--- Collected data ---
┌──

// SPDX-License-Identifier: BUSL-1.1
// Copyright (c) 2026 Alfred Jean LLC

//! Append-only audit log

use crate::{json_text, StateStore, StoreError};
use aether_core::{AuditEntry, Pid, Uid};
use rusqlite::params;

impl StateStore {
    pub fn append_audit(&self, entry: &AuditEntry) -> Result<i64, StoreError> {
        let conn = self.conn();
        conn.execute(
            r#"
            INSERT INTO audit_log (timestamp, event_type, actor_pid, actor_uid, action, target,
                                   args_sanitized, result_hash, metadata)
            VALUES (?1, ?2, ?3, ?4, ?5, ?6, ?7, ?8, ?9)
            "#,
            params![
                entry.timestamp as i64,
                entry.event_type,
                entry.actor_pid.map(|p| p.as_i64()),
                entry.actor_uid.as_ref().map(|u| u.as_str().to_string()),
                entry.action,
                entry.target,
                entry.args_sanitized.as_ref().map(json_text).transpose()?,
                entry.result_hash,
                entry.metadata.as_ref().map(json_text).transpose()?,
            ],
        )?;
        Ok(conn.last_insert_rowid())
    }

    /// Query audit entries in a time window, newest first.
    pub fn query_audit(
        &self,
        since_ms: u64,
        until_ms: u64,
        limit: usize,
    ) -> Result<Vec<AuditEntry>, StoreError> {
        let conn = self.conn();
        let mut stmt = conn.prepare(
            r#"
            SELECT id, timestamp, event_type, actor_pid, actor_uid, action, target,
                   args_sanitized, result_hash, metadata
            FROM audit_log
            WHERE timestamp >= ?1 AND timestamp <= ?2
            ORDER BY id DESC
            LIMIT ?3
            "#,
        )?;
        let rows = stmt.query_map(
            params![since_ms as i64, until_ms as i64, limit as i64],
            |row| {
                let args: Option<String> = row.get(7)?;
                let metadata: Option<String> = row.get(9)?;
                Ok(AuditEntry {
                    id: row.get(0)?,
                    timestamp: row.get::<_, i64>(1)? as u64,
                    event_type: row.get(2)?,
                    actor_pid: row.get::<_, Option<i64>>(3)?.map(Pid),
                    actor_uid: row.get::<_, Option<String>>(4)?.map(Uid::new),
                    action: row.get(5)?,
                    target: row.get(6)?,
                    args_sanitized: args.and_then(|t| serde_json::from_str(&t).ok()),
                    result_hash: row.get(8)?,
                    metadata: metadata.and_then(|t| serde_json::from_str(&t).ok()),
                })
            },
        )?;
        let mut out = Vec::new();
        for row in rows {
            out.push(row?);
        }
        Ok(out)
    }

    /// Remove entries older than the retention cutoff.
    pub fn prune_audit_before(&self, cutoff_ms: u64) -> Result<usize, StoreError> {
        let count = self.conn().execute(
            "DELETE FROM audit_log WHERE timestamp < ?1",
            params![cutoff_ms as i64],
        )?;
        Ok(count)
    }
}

└──
┌──

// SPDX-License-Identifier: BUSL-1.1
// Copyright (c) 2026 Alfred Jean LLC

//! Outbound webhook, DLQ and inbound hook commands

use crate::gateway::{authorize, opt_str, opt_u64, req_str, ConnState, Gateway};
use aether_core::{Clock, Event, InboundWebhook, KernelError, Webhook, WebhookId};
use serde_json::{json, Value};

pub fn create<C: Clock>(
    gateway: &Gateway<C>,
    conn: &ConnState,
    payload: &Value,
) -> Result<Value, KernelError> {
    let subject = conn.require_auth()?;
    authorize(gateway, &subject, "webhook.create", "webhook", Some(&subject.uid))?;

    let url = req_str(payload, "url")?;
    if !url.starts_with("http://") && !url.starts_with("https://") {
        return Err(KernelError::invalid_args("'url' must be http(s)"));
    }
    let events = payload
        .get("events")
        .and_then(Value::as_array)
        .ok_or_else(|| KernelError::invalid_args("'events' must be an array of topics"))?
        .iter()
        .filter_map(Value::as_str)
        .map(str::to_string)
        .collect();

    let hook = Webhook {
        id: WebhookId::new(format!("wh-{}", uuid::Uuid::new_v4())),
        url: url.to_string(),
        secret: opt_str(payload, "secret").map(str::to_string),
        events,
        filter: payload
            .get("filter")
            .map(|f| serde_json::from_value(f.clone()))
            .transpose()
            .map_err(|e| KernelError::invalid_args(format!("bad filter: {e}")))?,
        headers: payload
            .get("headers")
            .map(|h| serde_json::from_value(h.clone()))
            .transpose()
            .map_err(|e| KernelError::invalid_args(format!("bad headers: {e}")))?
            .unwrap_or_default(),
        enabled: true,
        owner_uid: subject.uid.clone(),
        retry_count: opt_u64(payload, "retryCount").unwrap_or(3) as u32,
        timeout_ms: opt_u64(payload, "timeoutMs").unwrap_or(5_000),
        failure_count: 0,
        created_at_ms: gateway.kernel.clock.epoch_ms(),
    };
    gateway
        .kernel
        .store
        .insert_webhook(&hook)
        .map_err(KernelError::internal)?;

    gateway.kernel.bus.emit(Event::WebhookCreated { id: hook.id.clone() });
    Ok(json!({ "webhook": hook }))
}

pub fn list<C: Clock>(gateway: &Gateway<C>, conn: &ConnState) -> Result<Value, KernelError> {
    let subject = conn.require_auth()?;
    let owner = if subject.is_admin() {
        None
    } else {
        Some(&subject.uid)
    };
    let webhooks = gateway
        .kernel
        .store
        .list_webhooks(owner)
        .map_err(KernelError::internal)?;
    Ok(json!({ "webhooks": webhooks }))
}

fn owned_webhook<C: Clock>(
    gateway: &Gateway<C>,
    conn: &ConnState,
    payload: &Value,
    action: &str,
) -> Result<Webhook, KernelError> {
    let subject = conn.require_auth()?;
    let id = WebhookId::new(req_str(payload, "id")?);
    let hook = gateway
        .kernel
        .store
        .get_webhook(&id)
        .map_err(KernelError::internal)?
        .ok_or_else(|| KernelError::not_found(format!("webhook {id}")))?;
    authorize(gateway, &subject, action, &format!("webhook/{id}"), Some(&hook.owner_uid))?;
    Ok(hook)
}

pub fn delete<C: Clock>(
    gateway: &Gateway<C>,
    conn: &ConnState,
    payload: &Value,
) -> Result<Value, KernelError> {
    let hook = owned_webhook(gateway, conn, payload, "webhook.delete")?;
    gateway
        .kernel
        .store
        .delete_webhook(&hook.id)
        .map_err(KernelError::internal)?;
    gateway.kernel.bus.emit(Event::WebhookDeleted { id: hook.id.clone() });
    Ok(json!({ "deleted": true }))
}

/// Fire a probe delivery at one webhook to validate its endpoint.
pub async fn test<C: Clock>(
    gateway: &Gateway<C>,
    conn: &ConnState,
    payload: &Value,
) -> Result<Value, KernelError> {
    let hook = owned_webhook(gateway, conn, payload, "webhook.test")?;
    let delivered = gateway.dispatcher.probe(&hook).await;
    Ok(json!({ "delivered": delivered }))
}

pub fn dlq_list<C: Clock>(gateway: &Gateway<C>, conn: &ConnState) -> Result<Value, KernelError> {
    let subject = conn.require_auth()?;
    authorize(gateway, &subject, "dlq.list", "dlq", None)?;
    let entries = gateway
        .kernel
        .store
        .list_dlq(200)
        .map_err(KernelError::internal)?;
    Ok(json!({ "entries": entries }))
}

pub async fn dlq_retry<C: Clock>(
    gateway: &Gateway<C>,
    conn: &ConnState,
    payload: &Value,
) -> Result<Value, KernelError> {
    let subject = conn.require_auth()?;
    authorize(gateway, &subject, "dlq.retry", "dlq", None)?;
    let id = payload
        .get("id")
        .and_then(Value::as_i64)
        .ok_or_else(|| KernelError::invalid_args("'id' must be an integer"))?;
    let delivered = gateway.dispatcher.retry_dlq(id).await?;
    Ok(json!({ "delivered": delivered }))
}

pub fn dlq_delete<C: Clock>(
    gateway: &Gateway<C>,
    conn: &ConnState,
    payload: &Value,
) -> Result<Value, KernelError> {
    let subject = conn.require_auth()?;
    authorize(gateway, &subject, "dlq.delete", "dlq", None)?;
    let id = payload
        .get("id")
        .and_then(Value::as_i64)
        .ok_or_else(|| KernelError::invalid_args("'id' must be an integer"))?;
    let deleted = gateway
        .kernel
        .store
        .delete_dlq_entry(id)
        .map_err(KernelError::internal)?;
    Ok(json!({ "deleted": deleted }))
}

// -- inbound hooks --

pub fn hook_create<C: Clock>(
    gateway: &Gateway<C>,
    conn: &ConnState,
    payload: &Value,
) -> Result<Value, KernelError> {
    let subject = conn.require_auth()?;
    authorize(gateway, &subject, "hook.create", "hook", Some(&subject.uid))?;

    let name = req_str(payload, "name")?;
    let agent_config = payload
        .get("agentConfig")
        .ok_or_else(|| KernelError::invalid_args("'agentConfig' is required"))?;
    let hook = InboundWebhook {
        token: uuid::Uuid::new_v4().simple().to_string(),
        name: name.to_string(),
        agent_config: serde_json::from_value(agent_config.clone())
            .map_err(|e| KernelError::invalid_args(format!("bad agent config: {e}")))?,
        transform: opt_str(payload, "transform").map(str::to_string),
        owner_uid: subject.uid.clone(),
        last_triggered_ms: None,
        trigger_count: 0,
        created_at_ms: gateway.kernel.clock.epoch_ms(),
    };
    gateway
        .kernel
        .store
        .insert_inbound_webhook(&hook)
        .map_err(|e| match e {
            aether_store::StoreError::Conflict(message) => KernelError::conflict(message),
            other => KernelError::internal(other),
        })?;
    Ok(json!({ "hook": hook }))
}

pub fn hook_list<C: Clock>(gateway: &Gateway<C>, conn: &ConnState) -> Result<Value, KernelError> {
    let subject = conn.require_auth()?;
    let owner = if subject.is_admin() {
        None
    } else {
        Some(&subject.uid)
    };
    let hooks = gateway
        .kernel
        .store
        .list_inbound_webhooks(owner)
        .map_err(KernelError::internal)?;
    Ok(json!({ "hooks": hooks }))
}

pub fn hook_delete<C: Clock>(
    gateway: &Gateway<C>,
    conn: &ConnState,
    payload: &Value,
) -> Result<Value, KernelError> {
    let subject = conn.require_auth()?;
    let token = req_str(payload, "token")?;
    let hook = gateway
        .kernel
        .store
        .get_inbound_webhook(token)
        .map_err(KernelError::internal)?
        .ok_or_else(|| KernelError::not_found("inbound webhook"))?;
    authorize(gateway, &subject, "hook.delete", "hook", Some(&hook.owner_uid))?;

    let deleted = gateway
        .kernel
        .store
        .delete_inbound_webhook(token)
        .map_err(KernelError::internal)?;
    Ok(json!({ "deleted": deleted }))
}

└──
┌──

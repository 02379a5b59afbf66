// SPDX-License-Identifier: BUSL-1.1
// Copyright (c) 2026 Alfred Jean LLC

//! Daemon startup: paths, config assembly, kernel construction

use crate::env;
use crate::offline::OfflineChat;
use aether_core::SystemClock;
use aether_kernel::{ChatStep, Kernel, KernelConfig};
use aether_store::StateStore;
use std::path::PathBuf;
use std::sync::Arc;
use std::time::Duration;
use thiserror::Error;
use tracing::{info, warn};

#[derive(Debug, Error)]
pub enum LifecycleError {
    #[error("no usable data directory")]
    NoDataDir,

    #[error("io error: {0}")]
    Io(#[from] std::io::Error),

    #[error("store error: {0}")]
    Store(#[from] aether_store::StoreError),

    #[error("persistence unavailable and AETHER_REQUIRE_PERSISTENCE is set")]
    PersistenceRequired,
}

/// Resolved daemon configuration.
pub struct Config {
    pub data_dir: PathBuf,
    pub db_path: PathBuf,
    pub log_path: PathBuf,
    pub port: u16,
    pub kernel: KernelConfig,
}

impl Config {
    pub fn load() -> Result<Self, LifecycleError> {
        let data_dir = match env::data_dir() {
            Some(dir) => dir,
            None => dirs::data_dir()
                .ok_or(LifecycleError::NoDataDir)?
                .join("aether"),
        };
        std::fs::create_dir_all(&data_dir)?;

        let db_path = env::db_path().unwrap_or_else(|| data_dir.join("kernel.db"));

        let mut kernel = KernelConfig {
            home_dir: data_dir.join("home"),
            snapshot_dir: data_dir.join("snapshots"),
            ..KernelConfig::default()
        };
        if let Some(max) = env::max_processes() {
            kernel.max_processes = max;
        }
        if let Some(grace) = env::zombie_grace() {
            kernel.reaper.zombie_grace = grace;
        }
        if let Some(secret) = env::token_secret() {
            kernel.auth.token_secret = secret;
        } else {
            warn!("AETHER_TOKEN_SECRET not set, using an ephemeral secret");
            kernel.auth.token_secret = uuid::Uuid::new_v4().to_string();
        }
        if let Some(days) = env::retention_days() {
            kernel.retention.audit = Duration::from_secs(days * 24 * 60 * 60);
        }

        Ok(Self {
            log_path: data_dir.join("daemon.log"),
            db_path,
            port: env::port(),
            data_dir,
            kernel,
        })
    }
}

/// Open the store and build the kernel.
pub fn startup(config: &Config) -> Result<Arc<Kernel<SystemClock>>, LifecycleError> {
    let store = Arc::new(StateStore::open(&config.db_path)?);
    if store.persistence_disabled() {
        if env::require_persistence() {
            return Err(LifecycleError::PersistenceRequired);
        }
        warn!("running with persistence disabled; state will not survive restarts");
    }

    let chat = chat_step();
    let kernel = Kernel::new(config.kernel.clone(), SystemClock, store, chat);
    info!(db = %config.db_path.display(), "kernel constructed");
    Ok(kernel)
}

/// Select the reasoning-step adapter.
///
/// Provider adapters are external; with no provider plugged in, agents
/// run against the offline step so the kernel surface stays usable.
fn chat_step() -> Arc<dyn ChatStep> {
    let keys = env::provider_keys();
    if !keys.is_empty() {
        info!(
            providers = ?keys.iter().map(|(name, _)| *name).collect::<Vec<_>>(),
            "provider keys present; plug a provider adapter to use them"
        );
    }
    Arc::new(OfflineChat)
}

└──

Set apart and copy each line of the records that holds the word "match".

        .map_err(|e| match e {
        let data_dir = match env::data_dir() {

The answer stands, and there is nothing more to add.